You don’t necessarily have to be related to a C. Diff patient to be a donor. You do however, have to pass a rigorous battery of tests. Open Biome, the go-to bank for transplantable poop, accepts only 3% of applicants. To be a donor there, you have to undergo a 185 question interview with an internal medicine specialist . If you pass that, then there are blood and stool screenings. After passing that, you can donate your poop! You have to go to their lab to “deposit” your donation 5 times a week for 60 days, with your health being periodically checked. 60 days after your last donation, your health is again checked. Following a clean bill of health, the poop is processed and sent to recipients all over the country . This is quite the commitment, but don’t worry, for every stool donated, you are compensated $40 . That is some nice change for a normal daily activity! For those of you on the West Coast, a new stool bank opened in February of 2015 , AdvancingBio. As more restrictions are placed on stool banks and hospitals (see next paragraph), local hospitals performing fecal transplants may also be in need of donors.
Why Fecal Transplant is Not More Popular
The US Food and Drug Administration regulates fecal transplants. The regulation allows for doctors to only do a fecal transplant for those patients not responding to standard C. Diff therapy. Note the wording–doctors cannot perform a fecal transplant until other options have been attempted. This frustrates many patients and doctors! If doctors want to use fecal transplant for anything except recurrent C. Diff, the doctor has to file an authorization for an investigative new drug , which could take months or years . Because of this restriction, finding a doctor able to perform a transplant for your ulcerative colitis may be extremely difficult or impossible.

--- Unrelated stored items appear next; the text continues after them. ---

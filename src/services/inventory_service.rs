//! Inventory Service
//!
//! Create, edit, delete and list holdings. Every create and edit recomputes
//! the derived fields; a holding without a current price gets one from the
//! feed when the application is online.

use crate::catalog::{self, Unit};
use crate::db::sqlite::models::{Holding, HoldingOrder};
use crate::error::{AppError, Result};
use crate::services::valuation_service::ValuationService;
use crate::state::AppState;
use chrono::{NaiveDate, Utc};
use serde::{Deserialize, Serialize};
use tracing::{info, warn};

/// Price source recorded for user-entered current prices
pub const MANUAL_PRICE_SOURCE: &str = "manual";

/// Input for a new holding
#[derive(Debug, Clone, Serialize, Deserialize)]
pub struct NewHolding {
    pub code: String,
    pub quantity: f64,
    /// Defaults to the instrument's unit
    pub unit: Option<Unit>,
    pub purchase_price: f64,
    pub purchase_date: NaiveDate,
    pub current_price: Option<f64>,
    pub note: Option<String>,
}

/// Partial edit of an existing holding; `None` keeps the stored value
#[derive(Debug, Clone, Default, Serialize, Deserialize)]
pub struct HoldingUpdate {
    pub code: Option<String>,
    pub quantity: Option<f64>,
    pub unit: Option<Unit>,
    pub purchase_price: Option<f64>,
    pub purchase_date: Option<NaiveDate>,
    pub current_price: Option<f64>,
    /// `Some("")` clears the note
    pub note: Option<String>,
}

/// Inventory service for business logic
pub struct InventoryService;

impl InventoryService {
    /// List live holdings
    pub fn list(state: &AppState, order: HoldingOrder) -> Result<Vec<Holding>> {
        state.store.list(order)
    }

    /// Get a holding or fail with `NotFound`
    pub fn get(state: &AppState, id: i64) -> Result<Holding> {
        state
            .store
            .get(id)?
            .ok_or_else(|| AppError::NotFound(format!("Holding not found: {}", id)))
    }

    /// Record a new holding
    pub async fn add(state: &AppState, input: NewHolding) -> Result<Holding> {
        let instrument = catalog::require(&input.code)?;
        let unit = input.unit.unwrap_or(instrument.default_unit);

        validate_quantity(input.quantity, unit)?;
        validate_price("Purchase price", input.purchase_price)?;
        if let Some(price) = input.current_price {
            validate_price("Current price", price)?;
        }

        let mut holding = Holding {
            id: 0,
            category: instrument.category,
            variant: instrument.variant.to_string(),
            code: instrument.code.to_string(),
            quantity: input.quantity,
            unit,
            purchase_date: input.purchase_date,
            purchase_price: input.purchase_price,
            total_purchase: 0.0,
            current_price: None,
            current_value: 0.0,
            profit_loss: 0.0,
            profit_loss_pct: 0.0,
            price_source: None,
            priced_at: None,
            note: clean_note(input.note),
            created_at: String::new(),
            updated_at: String::new(),
        };

        match input.current_price {
            Some(price) => set_manual_price(&mut holding, price),
            None => Self::price_from_feed(state, &mut holding).await,
        }

        let holding = ValuationService::revalue(&holding);
        let id = state.store.create(&holding)?;

        info!(
            "Added holding {}: {} {} {}",
            id, holding.quantity, holding.unit, holding.code
        );
        Self::get(state, id)
    }

    /// Apply a partial edit to a holding
    pub async fn update(state: &AppState, id: i64, edit: HoldingUpdate) -> Result<Holding> {
        let mut holding = Self::get(state, id)?;

        if let Some(code) = edit.code.as_deref() {
            let instrument = catalog::require(code)?;
            if instrument.code != holding.code {
                holding.category = instrument.category;
                holding.variant = instrument.variant.to_string();
                holding.code = instrument.code.to_string();
                if edit.unit.is_none() {
                    holding.unit = instrument.default_unit;
                }
                // The old price belongs to another instrument
                holding.current_price = None;
                holding.price_source = None;
                holding.priced_at = None;
            }
        }
        if let Some(unit) = edit.unit {
            holding.unit = unit;
        }
        if let Some(quantity) = edit.quantity {
            holding.quantity = quantity;
        }
        if let Some(price) = edit.purchase_price {
            validate_price("Purchase price", price)?;
            holding.purchase_price = price;
        }
        if let Some(date) = edit.purchase_date {
            holding.purchase_date = date;
        }
        if let Some(note) = edit.note {
            holding.note = clean_note(Some(note));
        }
        validate_quantity(holding.quantity, holding.unit)?;

        match edit.current_price {
            Some(price) => {
                validate_price("Current price", price)?;
                set_manual_price(&mut holding, price);
            }
            None if holding.current_price.is_none() => {
                Self::price_from_feed(state, &mut holding).await
            }
            None => {}
        }

        let holding = ValuationService::revalue(&holding);
        state.store.update(&holding)?;

        info!("Updated holding {}", id);
        Self::get(state, id)
    }

    /// Delete a holding
    pub fn delete(state: &AppState, id: i64) -> Result<()> {
        state.store.delete(id)?;
        info!("Deleted holding {}", id);
        Ok(())
    }

    /// Resolve the holding's current price from a fresh snapshot.
    ///
    /// Failures are logged and leave the holding unvalued until the next refresh.
    async fn price_from_feed(state: &AppState, holding: &mut Holding) {
        if state.offline {
            return;
        }

        let snapshot = match state.feed.fetch_snapshot().await {
            Ok(snapshot) => snapshot,
            Err(e) => {
                warn!("Could not price {} at entry: {}", holding.code, e);
                return;
            }
        };

        match snapshot.resolve_price(&holding.code) {
            Ok(price) => {
                holding.current_price = Some(price);
                holding.price_source = Some(snapshot.source.clone());
                holding.priced_at = Some(snapshot.fetched_at.to_rfc3339());
            }
            Err(e) => warn!("Could not price {} at entry: {}", holding.code, e),
        }
    }
}

fn set_manual_price(holding: &mut Holding, price: f64) {
    holding.current_price = Some(price);
    holding.price_source = Some(MANUAL_PRICE_SOURCE.to_string());
    holding.priced_at = Some(Utc::now().to_rfc3339());
}

fn clean_note(note: Option<String>) -> Option<String> {
    note.map(|n| n.trim().to_string()).filter(|n| !n.is_empty())
}

fn validate_quantity(quantity: f64, unit: Unit) -> Result<()> {
    if !quantity.is_finite() || quantity <= 0.0 {
        return Err(AppError::Validation(format!(
            "Quantity must be a positive number, got {}",
            quantity
        )));
    }
    if !unit.is_mass() && quantity.fract() != 0.0 {
        return Err(AppError::Validation(format!(
            "Quantity in {} must be a whole number, got {}",
            unit, quantity
        )));
    }
    Ok(())
}

fn validate_price(label: &str, price: f64) -> Result<()> {
    if !price.is_finite() || price < 0.0 {
        return Err(AppError::Validation(format!(
            "{} must be zero or positive, got {}",
            label, price
        )));
    }
    Ok(())
}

The concern behind this regulation is the unknown. HIV, hepatitis, viruses, parasites, unidentified pathogens can all be present in a donor stool. Additionally, the long term effects and effects of repeated transplants have not been studied.
Recently, the FDA placed another restriction on donor samples. Now the patient or the doctor has to personally know the donor (which makes it difficult to order poop pills from the national stool banks). This is supposed to protect the patient from unknown donors and their diseases, but the reality is that it has made the fecal transplant slightly more difficult, time consuming, and expensive. A recipient needs to find a willing donor, who then needs to undergo a battery of medical tests.

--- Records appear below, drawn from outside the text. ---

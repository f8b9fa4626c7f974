//! Price feed adapters module

pub mod types;
pub mod http;
pub mod json_feed;
pub mod xml_feed;

use crate::config::{FeedConfig, FeedFormat};
use crate::error::Result;
use async_trait::async_trait;
use std::sync::Arc;
use types::PriceSnapshot;

/// Price feed trait that all feed implementations must implement
#[async_trait]
pub trait PriceFeed: Send + Sync {
    /// Feed name recorded as the price source (e.g., "json", "xml")
    fn name(&self) -> &'static str;

    /// Fetch the metals and currencies catalogs as one snapshot.
    ///
    /// Either sub-fetch failing fails the whole snapshot.
    async fn fetch_snapshot(&self) -> Result<PriceSnapshot>;
}

/// Create the feed adapter selected by configuration
pub fn create_feed(config: &FeedConfig) -> Result<Arc<dyn PriceFeed>> {
    let feed: Arc<dyn PriceFeed> = match config.format {
        FeedFormat::Json => Arc::new(json_feed::JsonFeed::new(config)?),
        FeedFormat::Xml => Arc::new(xml_feed::XmlFeed::new(config)?),
    };

    tracing::info!("Price feed: {} at {}", feed.name(), config.base_url);
    Ok(feed)
}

Another hurdle is insurance. Many insurance companies will not cover the cost of a fecal transplant (although some will cover the cost of the colonoscopy that delivers the fecal transplant) , because it is considered an experimental procedure under the FDA and insurance doesn’t have to cover experimental procedures .
Fecal transplants are currently being investigated as a potential cure for other diseases–obesity , insulin resistance , chronic fatigue syndrome, irritable bowel syndrome, Parkinson’s, multiple sclerosis, autism, crohn’s, ulcerative colitis  and more. However, unless you are part of an approved clinical trial, there is currently no medically provided fecal transplant option for anything except a recurrent C. Diff infection .
Unfortunately, those needing a fecal transplant but are not suffering from a C. Diff infection are out of luck unless they get accepted into a medical study. People facing surgery to remove intestines or those that have been through years of bloody diarrhea may be left to their own creativity and risky DIY procedures at home. I definitely don’t condone or recommend the DIY route, as fecal transplants are best performed under a healthcare provider. However, a simple google and youtube search will help you find a variety of resources showing you how to DIY.
After getting past the ickiness of the idea, many doctors and patients are seeing the promising potential of fecal transplants. Fecal transplants for recurring C. Diff infections are just the tip of the iceberg–it will be interesting to see what develops!